Plectreurys tristis

Scientific classification
- Kingdom: Animalia
- Phylum: Arthropoda
- Subphylum: Chelicerata
- Class: Arachnida
- Order: Araneae
- Infraorder: Araneomorphae
- Family: Plectreuridae
- Genus: Plectreurys
- Species: P. tristis
- Binomial name: Plectreurys tristis Simon, 1893

= Plectreurys tristis =

- Authority: Simon, 1893

Species of spider

Plectreurys tristis (synonym Plectreurys bispinosus Chamberlin) is a species of venomous spiders commonly known as primitive hunting spiders belonging to a family of plectreurid spiders. They produce a venom that contains a group of insecticidal peptides called plectoxins. They are found in western North America, Central America and Mexico.

==Description==
Plectreurys tristis are large spiders. The adult male can be 12 mm long on its main body, and about 25 mm with legs stretched. The females are still larger in all proportions. The cephalothorax and legs are dark-brown in colour, and have no markings. Unlike other closely related species, the legs are stout and densely hairy, but devoid of the long spines. The body covering, carapace is rough (granulated) and lacks setae. The abdomen is almost rounded and yellowish-grey in colour. The abdominal setae are also similarly coloured.
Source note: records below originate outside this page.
//! Test doubles shared by the crawler unit tests

use crate::crawler::http::{HeadResponse, HttpTransport, TransportError};
use crate::state::CrawlState;
use crate::storage::SqliteStorage;
use async_trait::async_trait;
use std::collections::HashMap;
use std::sync::{Arc, Mutex};
use std::time::Duration;

/// Canned responses for one URL
///
/// Call `n` gets entry `n` of a sequence; once a sequence runs out its last
/// entry is repeated.
#[derive(Debug, Clone)]
pub(crate) struct ScriptedPage {
    heads: Vec<Result<HeadResponse, TransportError>>,
    bodies: Vec<Result<String, TransportError>>,
}

impl ScriptedPage {
    pub(crate) fn html(body: &str) -> Self {
        Self {
            heads: vec![Ok(HeadResponse::new(200, Some("text/html")))],
            bodies: vec![Ok(body.to_string())],
        }
    }

    pub(crate) fn with_content_type(self, content_type: &str) -> Self {
        self.with_head(Ok(HeadResponse::new(200, Some(content_type))))
    }

    pub(crate) fn with_head(self, head: Result<HeadResponse, TransportError>) -> Self {
        self.with_head_sequence(vec![head])
    }

    pub(crate) fn with_head_sequence(
        mut self,
        heads: Vec<Result<HeadResponse, TransportError>>,
    ) -> Self {
        self.heads = heads;
        self
    }

    pub(crate) fn with_body(self, body: Result<String, TransportError>) -> Self {
        self.with_body_sequence(vec![body])
    }

    pub(crate) fn with_body_sequence(mut self, bodies: Vec<Result<String, TransportError>>) -> Self {
        self.bodies = bodies;
        self
    }
}

fn nth<T: Clone>(script: &[T], n: usize) -> Option<T> {
    script.get(n.min(script.len().saturating_sub(1))).cloned()
}

/// In-memory `HttpTransport` serving scripted pages
///
/// Unknown URLs fail with a connection error.
#[derive(Debug, Default)]
pub(crate) struct ScriptedTransport {
    pages: HashMap<String, ScriptedPage>,
    head_calls: Mutex<HashMap<String, usize>>,
    get_calls: Mutex<HashMap<String, usize>>,
}

impl ScriptedTransport {
    pub(crate) fn new() -> Self {
        Self::default()
    }

    pub(crate) fn html(self, url: &str, body: &str) -> Self {
        self.page(url, ScriptedPage::html(body))
    }

    pub(crate) fn page(mut self, url: &str, page: ScriptedPage) -> Self {
        self.pages.insert(url.to_string(), page);
        self
    }

    pub(crate) fn head_calls(&self, url: &str) -> usize {
        self.head_calls.lock().unwrap().get(url).copied().unwrap_or(0)
    }

    pub(crate) fn get_calls(&self, url: &str) -> usize {
        self.get_calls.lock().unwrap().get(url).copied().unwrap_or(0)
    }

    /// Total number of GET requests across all URLs
    pub(crate) fn total_gets(&self) -> usize {
        self.get_calls.lock().unwrap().values().sum()
    }

    fn bump(calls: &Mutex<HashMap<String, usize>>, url: &str) -> usize {
        let mut calls = calls.lock().unwrap();
        let count = calls.entry(url.to_string()).or_insert(0);
        *count += 1;
        *count - 1
    }

    fn unknown(url: &str) -> TransportError {
        TransportError::Connection(format!("no route to {}", url))
    }
}

#[async_trait]
impl HttpTransport for ScriptedTransport {
    async fn head(&self, url: &str, _timeout: Duration) -> Result<HeadResponse, TransportError> {
        let n = Self::bump(&self.head_calls, url);
        self.pages
            .get(url)
            .and_then(|page| nth(&page.heads, n))
            .unwrap_or_else(|| Err(Self::unknown(url)))
    }

    async fn get_text(&self, url: &str, _timeout: Duration) -> Result<String, TransportError> {
        let n = Self::bump(&self.get_calls, url);
        self.pages
            .get(url)
            .and_then(|page| nth(&page.bodies, n))
            .unwrap_or_else(|| Err(Self::unknown(url)))
    }
}

/// Crawl state over an in-memory SQLite store
pub(crate) fn memory_state() -> CrawlState {
    let store = SqliteStorage::new_in_memory().unwrap();
    CrawlState::new(Arc::new(store), 100)
}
They have eight eyes arranged in two rows.

==Ecology and behavior==
Plectreurys tristis are the inhabitants of arid and semi-arid regions of south-western North America including California, Nevada, Idaho, Arizona and Utah. Some are also reported from Central America and Mexico. They are found in deserts, dry woodlands, and coniferous forests up to 2,000 m. They make webs under rocks, woods and other materials available on the dry lands of their natural habitats. They also spread to urban areas building webs at all convenient places. Generally, only females and immature ones remain in the web, and adult males wander around especially at night. The spiders are quite visually weak even during hunting, but the venom is powerful for killing or paralysing other arachnids.

==Venom==
The venom of Plectreurys tristis contains a number of complex compounds. The venom is a calcium channel blocker, specifically inhibiting N-type Ca^{2+} channels, and other unidentified calcium channels. The first novel compound detected was N, N'-bis(4-guanidinobutyl)oxalamide, the major component, but of unknown effects. In addition, there are about 50 different peptide toxins. The most biologically active peptides are collectively called plectoxins, and they show high insecticidal activities on lepidopteran insects.

===Clinical case===
The first clinical case of P. tristis bite was reported in 1991. A 15-year-old boy was bitten on the calf of the leg in Kern County, California. He initially experienced severe pain, oedema, and pallor at the site of the wound. After 15 to 30 minutes, his leg became numb which lasted for about an hour. Then the numbness gradually subsided. After 2 hours, all symptoms were gone without any medical intervention.